Perhaps I should run the London marathon.  After all, I'm meant to be trying to improve my fitness after my extended bout of ill health - it would give me something to work toward for next year.  That said, I've always maintained that running twenty six or so miles in one go just isn't good for you - an opinion apparently vindicated by the announcement that someone had died running yesterday's London marathon.  Mind you, these days you don't actually have to run the marathon, though.  I'd quite fancy doing it in one of those wheelchairs - not only is it much faster, but it looks like a lot more fun than running.  What I'd really like to do is get within sight of the finishing line, then leap out of the wheelchair and run the last few yards.  Just imagine the reaction of spectators and TV commentators as they think that they've witnessed a miracle.  Mind you, wheeling those chairs around must be pretty tough on the arms.  Perhaps they'd allow the use of a mobility scooter instead.

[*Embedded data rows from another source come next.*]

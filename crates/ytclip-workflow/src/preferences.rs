//! Persisted theme preference.

use std::io::ErrorKind;
use std::path::{Path, PathBuf};
use std::sync::Mutex;

use chrono::{DateTime, Utc};
use serde::{Deserialize, Serialize};
use thiserror::Error;
use tracing::{debug, warn};
use ytclip_models::Theme;

use crate::config::ClipperConfig;

pub type PreferenceResult<T> = Result<T, PreferenceError>;

#[derive(Debug, Error)]
pub enum PreferenceError {
    #[error("IO error: {0}")]
    Io(#[from] std::io::Error),

    #[error("JSON parse error: {0}")]
    Json(#[from] serde_json::Error),
}

/// Key-value storage for the theme choice.
pub trait PreferenceStore: Send + Sync {
    /// Stored theme, `None` when nothing was saved yet.
    fn load_theme(&self) -> PreferenceResult<Option<Theme>>;

    fn save_theme(&self, theme: Theme) -> PreferenceResult<()>;
}

/// Startup theme: saved preference, then the OS hint, then light.
///
/// An unreadable store is treated as empty.
pub fn resolve_theme(store: &dyn PreferenceStore, prefers_dark: Option<bool>) -> Theme {
    let saved = match store.load_theme() {
        Ok(saved) => saved,
        Err(e) => {
            warn!("Failed to read theme preference: {}", e);
            None
        }
    };
    Theme::resolve(saved, prefers_dark)
}

/// On-disk preference document.
#[derive(Debug, Clone, Serialize, Deserialize)]
struct StoredPreferences {
    theme: Theme,
    updated_at: DateTime<Utc>,
}

/// JSON file store.
#[derive(Debug, Clone)]
pub struct JsonFilePreferenceStore {
    path: PathBuf,
}

impl JsonFilePreferenceStore {
    pub fn new(path: impl AsRef<Path>) -> Self {
        Self {
            path: path.as_ref().to_path_buf(),
        }
    }

    /// Store at the configured `preferences_path`.
    ///
    /// ```no_run
    /// use std::sync::Arc;
    /// use ytclip_workflow::{ClipperConfig, JsonFilePreferenceStore, PreferenceStore};
    ///
    /// let config = ClipperConfig::load();
    /// let store: Arc<dyn PreferenceStore> = Arc::new(JsonFilePreferenceStore::from_config(&config));
    /// ```
    pub fn from_config(config: &ClipperConfig) -> Self {
        Self::new(&config.preferences_path)
    }

    pub fn path(&self) -> &Path {
        &self.path
    }
}

impl PreferenceStore for JsonFilePreferenceStore {
    fn load_theme(&self) -> PreferenceResult<Option<Theme>> {
        let content = match std::fs::read_to_string(&self.path) {
            Ok(content) => content,
            Err(e) if e.kind() == ErrorKind::NotFound => {
                debug!(path = %self.path.display(), "No saved preferences");
                return Ok(None);
            }
            Err(e) => return Err(e.into()),
        };

        let stored: StoredPreferences = serde_json::from_str(&content)?;
        Ok(Some(stored.theme))
    }

    fn save_theme(&self, theme: Theme) -> PreferenceResult<()> {
        if let Some(parent) = self.path.parent() {
            if !parent.as_os_str().is_empty() {
                std::fs::create_dir_all(parent)?;
            }
        }

        let stored = StoredPreferences {
            theme,
            updated_at: Utc::now(),
        };
        std::fs::write(&self.path, serde_json::to_vec_pretty(&stored)?)?;
        debug!(path = %self.path.display(), theme = %theme, "Saved theme preference");
        Ok(())
    }
}

/// Process-local store, for hosts without persistent storage and for tests.
#[derive(Debug, Default)]
pub struct MemoryPreferenceStore {
    theme: Mutex<Option<Theme>>,
    writes: Mutex<Vec<Theme>>,
}

impl MemoryPreferenceStore {
    pub fn with_theme(theme: Theme) -> Self {
        Self {
            theme: Mutex::new(Some(theme)),
            writes: Mutex::new(Vec::new()),
        }
    }

    /// Every theme written, in order.
    pub fn writes(&self) -> Vec<Theme> {
        self.writes.lock().map(|w| w.clone()).unwrap_or_default()
    }
}

impl PreferenceStore for MemoryPreferenceStore {
    fn load_theme(&self) -> PreferenceResult<Option<Theme>> {
        Ok(self.theme.lock().map(|t| *t).unwrap_or(None))
    }

    fn save_theme(&self, theme: Theme) -> PreferenceResult<()> {
        if let Ok(mut current) = self.theme.lock() {
            *current = Some(theme);
        }
        if let Ok(mut writes) = self.writes.lock() {
            writes.push(theme);
        }
        Ok(())
    }
}
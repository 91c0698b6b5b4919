//! Tracing setup for hosts embedding the workflow.

use tracing::debug;
use tracing_subscriber::{fmt, prelude::*, EnvFilter};

/// Default directive when `RUST_LOG` does not mention our crates.
const DEFAULT_DIRECTIVE: &str = "ytclip=info";

/// Install a global subscriber: colored output by default, JSON when
/// `LOG_FORMAT=json`. Calling it again is harmless.
pub fn init_tracing() {
    let use_json = std::env::var("LOG_FORMAT")
        .map(|v| v.to_lowercase() == "json")
        .unwrap_or(false);

    let mut env_filter = EnvFilter::from_default_env();
    if let Ok(directive) = DEFAULT_DIRECTIVE.parse() {
        env_filter = env_filter.add_directive(directive);
    }

    let result = if use_json {
        tracing_subscriber::registry()
            .with(fmt::layer().json())
            .with(env_filter)
            .try_init()
    } else {
        tracing_subscriber::registry()
            .with(
                fmt::layer()
                    .with_ansi(true)
                    .with_target(true)
                    .with_thread_ids(false)
                    .with_file(false)
                    .with_line_number(false),
            )
            .with(env_filter)
            .try_init()
    };

    if result.is_err() {
        debug!("Tracing subscriber already installed");
    }
}
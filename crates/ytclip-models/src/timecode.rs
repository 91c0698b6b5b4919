//! Clock formatting and parsing for clip boundaries.
//!
//! Two renderings are used across the app:
//! - `MM:SS` for display and inline editing (minutes are not wrapped at 60)
//! - `HH:MM:SS` for downloader invocations

/// Placeholder shown when a boundary has not been set.
pub const UNSET_CLOCK: &str = "--:--";

/// Tool rendering of an unset boundary.
pub const UNSET_TOOL_CLOCK: &str = "00:00:00";

/// Truncate a position to whole seconds.
///
/// Returns `None` for absent or non-finite input. Negative positions clamp to zero.
fn whole_seconds(seconds: Option<f64>) -> Option<u64> {
    let seconds = seconds?;
    if !seconds.is_finite() {
        return None;
    }
    Some(seconds.max(0.0).floor() as u64)
}

/// Format a position as `MM:SS`.
///
/// # Examples
/// ```
/// use ytclip_models::timecode::format_clock;
/// assert_eq!(format_clock(Some(725.9)), "12:05");
/// assert_eq!(format_clock(Some(3725.0)), "62:05");
/// assert_eq!(format_clock(None), "--:--");
/// ```
pub fn format_clock(seconds: Option<f64>) -> String {
    match whole_seconds(seconds) {
        Some(total) => format!("{:02}:{:02}", total / 60, total % 60),
        None => UNSET_CLOCK.to_string(),
    }
}

/// Format a position as `HH:MM:SS` for `--download-sections`.
///
/// # Examples
/// ```
/// use ytclip_models::timecode::format_for_tool;
/// assert_eq!(format_for_tool(Some(3661.4)), "01:01:01");
/// assert_eq!(format_for_tool(None), "00:00:00");
/// ```
pub fn format_for_tool(seconds: Option<f64>) -> String {
    match whole_seconds(seconds) {
        Some(total) => format!(
            "{:02}:{:02}:{:02}",
            total / 3600,
            (total % 3600) / 60,
            total % 60
        ),
        None => UNSET_TOOL_CLOCK.to_string(),
    }
}

/// Parse typed `MM:SS` text back to seconds.
///
/// Only `<digits>:<1-2 digits>` is accepted, with seconds in `0..=59`.
/// Minutes have no upper bound and need no padding. Anything else yields `None`.
///
/// # Examples
/// ```
/// use ytclip_models::timecode::parse_clock;
/// assert_eq!(parse_clock("12:05"), Some(725.0));
/// assert_eq!(parse_clock("12:5"), Some(725.0));
/// assert_eq!(parse_clock("12:60"), None);
/// ```
pub fn parse_clock(text: &str) -> Option<f64> {
    let (minutes, seconds) = text.split_once(':')?;

    if minutes.is_empty() || !minutes.bytes().all(|b| b.is_ascii_digit()) {
        return None;
    }
    if seconds.is_empty() || seconds.len() > 2 || !seconds.bytes().all(|b| b.is_ascii_digit()) {
        return None;
    }

    let minutes: u64 = minutes.parse().ok()?;
    let seconds: u64 = seconds.parse().ok()?;
    if seconds > 59 {
        return None;
    }

    let total = minutes.checked_mul(60)?.checked_add(seconds)?;
    Some(total as f64)
}

/// Keystroke filter for boundary edit fields: only digits and `:` may be typed.
pub fn is_clock_input(text: &str) -> bool {
    text.bytes().all(|b| b.is_ascii_digit() || b == b':')
}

Now, before people start complaining that it is in very bad taste for someone to try and pretend to be disabled to try and get a cheap laugh, (not to mention winning a marathon without having to do any training), the reality is that I am disabled these days.  Thanks to my diabetes diagnosis, the government now classes me as having a disability.  OK, I know that I have Type 2 diabetes which is generally not that debilitating, but the Disabilities Act doesn't differentiate between different types of the condition.  So, I'm classified the same way as a Type 1 sufferer.  I can get free prescriptions, free eye tests and might be able to claim disability benefit (if I wasn't working).  I won't deny that I've exploited my new status in the workplace - pointing out to managers that they are now legally obligated to make 'reasonable adjustment' to working practices to take into account my 'disability'.  However, I also cannot deny that, like Homer Simpson, I don't actually consider myself 'differently abled', just lazy.  Hence my desire to do the London marathon in a motorised wheelchair.  Joking aside, there is no doubt that my spell of illness has, despite all my efforts at exercising more, left me physically weaker.  I certainly don't have the stamina I formerly possessed (although this might, in part be down to the beta blocker I take for my blood pressure).  Most perplexingly, I've found that my voice is now much weaker that it was before.  That at least has benefits - it gives me an excuse to speak even less to people at work.